--- Data provided Enclosed Below ---

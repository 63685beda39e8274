use std::collections::HashMap;
use std::sync::Arc;

use async_trait::async_trait;
use serde::{Deserialize, Serialize};
use serde_json::Value;

use crate::error::Error;

#[derive(Debug, Clone, Serialize, Deserialize)]
pub struct ToolDefinition {
    pub name: String,
    pub description: String,
    pub parameters: ToolParameters,
}

impl ToolDefinition {
    pub fn new(name: impl Into<String>, description: impl Into<String>) -> Self {
        Self {
            name: name.into(),
            description: description.into(),
            parameters: ToolParameters::default(),
        }
    }

    pub fn with_parameters(mut self, parameters: ToolParameters) -> Self {
        self.parameters = parameters;
        self
    }
}

#[derive(Debug, Clone, Serialize, Deserialize)]
pub struct ToolParameters {
    #[serde(rename = "type")]
    pub schema_type: String,
    #[serde(default)]
    pub properties: HashMap<String, PropertySchema>,
    #[serde(default)]
    pub required: Vec<String>,
    #[serde(rename = "additionalProperties", default)]
    pub additional_properties: bool,
}

impl Default for ToolParameters {
    fn default() -> Self {
        Self {
            schema_type: "object".to_string(),
            properties: HashMap::new(),
            required: Vec::new(),
            additional_properties: false,
        }
    }
}

impl ToolParameters {
    pub fn new() -> Self {
        Self::default()
    }

    pub fn add_property(
        mut self,
        name: impl Into<String>,
        schema: PropertySchema,
        required: bool,
    ) -> Self {
        let name = name.into();
        self.properties.insert(name.clone(), schema);
        if required {
            self.required.push(name);
        }
        self
    }
}

#[derive(Debug, Clone, Serialize, Deserialize)]
pub struct PropertySchema {
    #[serde(rename = "type")]
    pub schema_type: String,
    #[serde(skip_serializing_if = "Option::is_none")]
    pub description: Option<String>,
}

impl PropertySchema {
    pub fn string(description: impl Into<String>) -> Self {
        Self {
            schema_type: "string".to_string(),
            description: Some(description.into()),
        }
    }
}

#[derive(Debug, Clone)]
pub struct ToolOutput {
    pub content: String,
    pub is_error: bool,
}

impl ToolOutput {
    pub fn success(content: impl Into<String>) -> Self {
        Self {
            content: content.into(),
            is_error: false,
        }
    }

    pub fn error(content: impl Into<String>) -> Self {
        Self {
            content: content.into(),
            is_error: true,
        }
    }
}

/// A named capability the agent may invoke. Text in, text out.
#[async_trait]
pub trait Tool: Send + Sync {
    fn name(&self) -> &str;

    fn description(&self) -> &str;

    fn definition(&self) -> ToolDefinition;

    async fn execute(&self, arguments: Value) -> Result<ToolOutput, Error>;
}

#[derive(Default)]
pub struct ToolRegistry {
    tools: HashMap<String, Arc<dyn Tool>>,
}

impl ToolRegistry {
    pub fn new() -> Self {
        Self::default()
    }

    pub fn register(&mut self, tool: Arc<dyn Tool>) {
        self.tools.insert(tool.name().to_string(), tool);
    }

    pub fn get(&self, name: &str) -> Option<&dyn Tool> {
        self.tools.get(name).map(|t| t.as_ref())
    }

    /// Tool definitions sorted by name, so prompts are stable across runs.
    pub fn definitions(&self) -> Vec<ToolDefinition> {
        let mut defs: Vec<ToolDefinition> = self.tools.values().map(|t| t.definition()).collect();
        defs.sort_by(|a, b| a.name.cmp(&b.name));
        defs
    }

    pub fn names(&self) -> Vec<&str> {
        let mut names: Vec<&str> = self.tools.keys().map(|s| s.as_str()).collect();
        names.sort_unstable();
        names
    }

    pub fn is_empty(&self) -> bool {
        self.tools.is_empty()
    }

    pub fn len(&self) -> usize {
        self.tools.len()
    }
}

impl FromIterator<Arc<dyn Tool>> for ToolRegistry {
    fn from_iter<I: IntoIterator<Item = Arc<dyn Tool>>>(iter: I) -> Self {
        let mut registry = Self::new();
        for tool in iter {
            registry.register(tool);
        }
        registry
    }
}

--- End of Enclosed Data provided ---

# Problem requirements
Everything above from the line containing "pub struct ToolDefinition" through the line containing "let name = name.into();" must be copied exactly. Nothing outside that range belongs in the answer.

# Reply
pub struct ToolDefinition {
    pub name: String,
    pub description: String,
    pub parameters: ToolParameters,
}

impl ToolDefinition {
    pub fn new(name: impl Into<String>, description: impl Into<String>) -> Self {
        Self {
            name: name.into(),
            description: description.into(),
            parameters: ToolParameters::default(),
        }
    }

    pub fn with_parameters(mut self, parameters: ToolParameters) -> Self {
        self.parameters = parameters;
        self
    }
}

#[derive(Debug, Clone, Serialize, Deserialize)]
pub struct ToolParameters {
    #[serde(rename = "type")]
    pub schema_type: String,
    #[serde(default)]
    pub properties: HashMap<String, PropertySchema>,
    #[serde(default)]
    pub required: Vec<String>,
    #[serde(rename = "additionalProperties", default)]
    pub additional_properties: bool,
}

impl Default for ToolParameters {
    fn default() -> Self {
        Self {
            schema_type: "object".to_string(),
            properties: HashMap::new(),
            required: Vec::new(),
            additional_properties: false,
        }
    }
}

impl ToolParameters {
    pub fn new() -> Self {
        Self::default()
    }

    pub fn add_property(
        mut self,
        name: impl Into<String>,
        schema: PropertySchema,
        required: bool,
    ) -> Self {
        let name = name.into();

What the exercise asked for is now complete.